[Collected data]
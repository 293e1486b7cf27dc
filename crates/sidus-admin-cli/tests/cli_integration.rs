//! Integration tests for the management CLI: settings file to command output.

use std::io::Write as _;

use sidus_admin_cli::commands::register_builtin_commands;
use sidus_admin_cli::{run, CommandRegistry};
use sidus_admin_core::AdminError;

const ADMIN_TOML: &str = r#"
    debug = true
    log_level = "warn"

    [configurations.product]
    prefix = "/products"
    controller_pattern = ["{{Admin}}Controller::{{action}}Action"]
    template_pattern = ["{{admin}}/{{action}}.{{format}}.twig"]

    [configurations.product.actions.list]
    path = "/list"

    [configurations.product.actions.edit]
    path = "/{id}/edit"
    methods = ["GET", "POST"]

    [configurations.category]
    prefix = "/categories"
    template_pattern = ["{{admin}}/{{action}}.{{format}}.twig"]

    [configurations.category.actions.list]
    path = "/list"
    defaults = { _controller = "CategoryController::list" }
"#;

// ── Helpers ─────────────────────────────────────────────────────────

fn commands() -> CommandRegistry {
    let mut commands = CommandRegistry::new();
    register_builtin_commands(&mut commands);
    commands
}

fn config_file(contents: &str, suffix: &str) -> tempfile::NamedTempFile {
    let mut file = tempfile::Builder::new().suffix(suffix).tempfile().unwrap();
    file.write_all(contents.as_bytes()).unwrap();
    file.flush().unwrap();
    file
}

fn invoke(file: &tempfile::NamedTempFile, args: &[&str]) -> (Result<(), AdminError>, String) {
    let commands = commands();
    let path = file.path().to_str().unwrap();
    let mut argv = vec!["sidus-admin", "--config", path];
    argv.extend_from_slice(args);
    let matches = commands.build_cli().try_get_matches_from(argv).unwrap();

    let mut out = Vec::new();
    let result = run(&commands, &matches, &mut out);
    (result, String::from_utf8(out).unwrap())
}

// ═════════════════════════════════════════════════════════════════════
// routes
// ═════════════════════════════════════════════════════════════════════

#[test]
fn test_routes_from_toml_file() {
    let file = config_file(ADMIN_TOML, ".toml");
    let (result, output) = invoke(&file, &["routes"]);
    result.unwrap();

    let lines: Vec<&str> = output.lines().collect();
    assert_eq!(lines.len(), 4);
    assert!(lines[1].starts_with("sidus_admin.product.list"));
    assert!(lines[2].starts_with("sidus_admin.product.edit"));
    assert!(lines[3].starts_with("sidus_admin.category.list"));
    assert!(lines[3].ends_with("/categories/list"));
}

#[test]
fn test_routes_json_from_json_file() {
    let json = r#"{
        "configurations": {
            "user": {
                "prefix": "/users",
                "controller_pattern": ["UserController::{{action}}"],
                "actions": { "list": { "path": "/" } }
            }
        }
    }"#;
    let file = config_file(json, ".json");
    let (result, output) = invoke(&file, &["routes", "--format", "json"]);
    result.unwrap();

    let value: serde_json::Value = serde_json::from_str(&output).unwrap();
    assert_eq!(value["sidus_admin.user.list"]["path"], serde_json::json!("/users/"));
    assert_eq!(
        value["sidus_admin.user.list"]["defaults"]["_action"],
        serde_json::json!("list")
    );
}

// ═════════════════════════════════════════════════════════════════════
// admins
// ═════════════════════════════════════════════════════════════════════

#[test]
fn test_admins_listing() {
    let file = config_file(ADMIN_TOML, ".toml");
    let (result, output) = invoke(&file, &["admins"]);
    result.unwrap();
    assert!(output.starts_with("product (entity: -, prefix: /products) [list, edit]\n"));
    assert!(output.contains("category (entity: -, prefix: /categories) [list]\n"));
}

// ═════════════════════════════════════════════════════════════════════
// check
// ═════════════════════════════════════════════════════════════════════

#[test]
fn test_check_clean_configuration() {
    let file = config_file(ADMIN_TOML, ".toml");
    let (result, output) = invoke(&file, &["check"]);
    result.unwrap();
    assert_eq!(output, "System check identified no issues.\n");
}

// ═════════════════════════════════════════════════════════════════════
// Bootstrap errors
// ═════════════════════════════════════════════════════════════════════

#[test]
fn test_missing_controller_fails_before_dispatch() {
    let file = config_file(
        r#"
        [configurations.user.actions.list]
        path = "/users"
        "#,
        ".toml",
    );
    let (result, output) = invoke(&file, &["routes"]);
    assert!(matches!(result, Err(AdminError::ConfigurationError(_))));
    assert!(output.is_empty());
}

#[test]
fn test_unknown_config_key_is_rejected() {
    let file = config_file(
        r#"
        [configurations.user]
        prefixx = "/users"
        "#,
        ".toml",
    );
    let (result, _) = invoke(&file, &["admins"]);
    assert!(matches!(result, Err(AdminError::ConfigurationError(_))));
}

#[test]
fn test_misspelled_top_level_key_is_rejected() {
    let file = config_file(
        r#"
        [configuraitons.user.actions.list]
        path = "/users"
        "#,
        ".toml",
    );
    let (result, output) = invoke(&file, &["routes"]);
    assert!(matches!(result, Err(AdminError::ConfigurationError(_))));
    assert!(output.is_empty());
}

#[test]
fn test_missing_config_file() {
    let commands = commands();
    let matches = commands
        .build_cli()
        .try_get_matches_from(["sidus-admin", "--config", "/nonexistent/admin.toml", "admins"])
        .unwrap();
    let mut out = Vec::new();
    assert!(run(&commands, &matches, &mut out).is_err());
}
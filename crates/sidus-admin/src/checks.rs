//! Built-in checks over a built [`AdminRegistry`].
//!
//! These never fail construction; they report configurations that build fine
//! but will misbehave once routed.
//!
//! | Id | Level | Problem |
//! |---|---|---|
//! | `routing.E001` | Error | two actions generate the same route name |
//! | `routing.E002` | Error | a requirement is not a valid regular expression |
//! | `routing.W001` | Warning | two routes share path, host and methods |
//! | `routing.W002` | Warning | a path contains an empty segment (`//`) |
//! | `admin.I001` | Info | an admin declares no action |
//! | `templates.W001` | Warning | an action has no template and its admin no `template_pattern` |

use indexmap::IndexMap;
use regex::Regex;
use sidus_admin_core::checks::{CheckMessage, CheckRegistry};

use crate::registry::AdminRegistry;

/// Returns a check registry holding every built-in check, tagged `routing`,
/// `admin` or `templates`.
pub fn default_checks() -> CheckRegistry<AdminRegistry> {
    let mut checks = CheckRegistry::new();
    checks.register(check_duplicate_route_names, &["routing"]);
    checks.register(check_requirements, &["routing"]);
    checks.register(check_shadowed_routes, &["routing"]);
    checks.register(check_empty_path_segments, &["routing"]);
    checks.register(check_admins_without_actions, &["admin"]);
    checks.register(check_unresolvable_templates, &["templates"]);
    checks
}

/// Runs every built-in check.
pub fn run_checks(registry: &AdminRegistry) -> Vec<CheckMessage> {
    let messages = default_checks().run_checks(None, registry);
    tracing::debug!(messages = messages.len(), "ran admin checks");
    messages
}

/// Admin codes may contain dots, so `a.b` + `c` and `a` + `b.c` collide.
fn check_duplicate_route_names(registry: &AdminRegistry) -> Vec<CheckMessage> {
    let mut owners: IndexMap<String, Vec<String>> = IndexMap::new();
    for admin in registry.admins().values() {
        for action in admin.actions().values() {
            owners
                .entry(action.route_name())
                .or_default()
                .push(format!("{}.{}", admin.code(), action.code()));
        }
    }

    owners
        .into_iter()
        .filter(|(_, actions)| actions.len() > 1)
        .map(|(name, actions)| {
            CheckMessage::error(
                format!(
                    "Route name '{name}' is generated by several actions: {}",
                    actions.join(", ")
                ),
                Some("Avoid dots in admin and action codes."),
                Some(name.as_str()),
                Some("routing.E001"),
            )
        })
        .collect()
}

fn check_requirements(registry: &AdminRegistry) -> Vec<CheckMessage> {
    let mut messages = Vec::new();

    for admin in registry.admins().values() {
        for action in admin.actions().values() {
            for (key, requirement) in action.route().get_requirements() {
                if let Err(err) = Regex::new(&format!("^(?:{requirement})$")) {
                    messages.push(CheckMessage::error(
                        format!("Requirement '{key}' is not a valid regular expression: {err}"),
                        Some("Fix the requirement pattern."),
                        Some(action.route_name().as_str()),
                        Some("routing.E002"),
                    ));
                }
            }
        }
    }

    messages
}

/// Routes matching the same requests: only the first one is ever reached.
fn check_shadowed_routes(registry: &AdminRegistry) -> Vec<CheckMessage> {
    let mut seen: IndexMap<(String, String, Vec<String>), String> = IndexMap::new();
    let mut messages = Vec::new();

    for admin in registry.admins().values() {
        for action in admin.actions().values() {
            let route = action.route();
            let mut methods = route.get_methods().to_vec();
            methods.sort_unstable();
            let key = (route.path().to_string(), route.get_host().to_string(), methods);
            let route_name = action.route_name();

            match seen.get(&key) {
                Some(first) if *first != route_name => {
                    messages.push(CheckMessage::warning(
                        format!(
                            "Route '{route_name}' has the same path, host and methods as '{first}' ({})",
                            route.path()
                        ),
                        Some("Change the path or restrict the methods of one of the actions."),
                        Some(route_name.as_str()),
                        Some("routing.W001"),
                    ));
                }
                Some(_) => {}
                None => {
                    seen.insert(key, route_name);
                }
            }
        }
    }

    messages
}

fn check_empty_path_segments(registry: &AdminRegistry) -> Vec<CheckMessage> {
    let mut messages = Vec::new();

    for admin in registry.admins().values() {
        for action in admin.actions().values() {
            let path = action.route().path();
            if path.contains("//") {
                messages.push(CheckMessage::warning(
                    format!("Path '{path}' contains an empty segment"),
                    Some("Remove the trailing slash from the admin prefix."),
                    Some(action.route_name().as_str()),
                    Some("routing.W002"),
                ));
            }
        }
    }

    messages
}

fn check_admins_without_actions(registry: &AdminRegistry) -> Vec<CheckMessage> {
    registry
        .admins()
        .values()
        .filter(|admin| admin.actions().is_empty())
        .map(|admin| {
            CheckMessage::info(
                format!("Admin '{}' has no action", admin.code()),
                None,
                Some(admin.code()),
                Some("admin.I001"),
            )
        })
        .collect()
}

fn check_unresolvable_templates(registry: &AdminRegistry) -> Vec<CheckMessage> {
    let mut messages = Vec::new();

    for admin in registry.admins().values() {
        if !admin.template_pattern().is_empty() {
            continue;
        }
        for action in admin.actions().values() {
            if action.template().map_or(true, str::is_empty) {
                messages.push(CheckMessage::warning(
                    format!(
                        "Action '{}' of admin '{}' has no template and the admin has no template_pattern",
                        action.code(),
                        admin.code()
                    ),
                    Some("Set 'template' on the action or 'template_pattern' on the admin."),
                    Some(action.route_name().as_str()),
                    Some("templates.W001"),
                ));
            }
        }
    }

    messages
}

What you should do: Within the data above, tally every line that has "tempfile" in it. Answer with the number only.

Answer to the problem: 3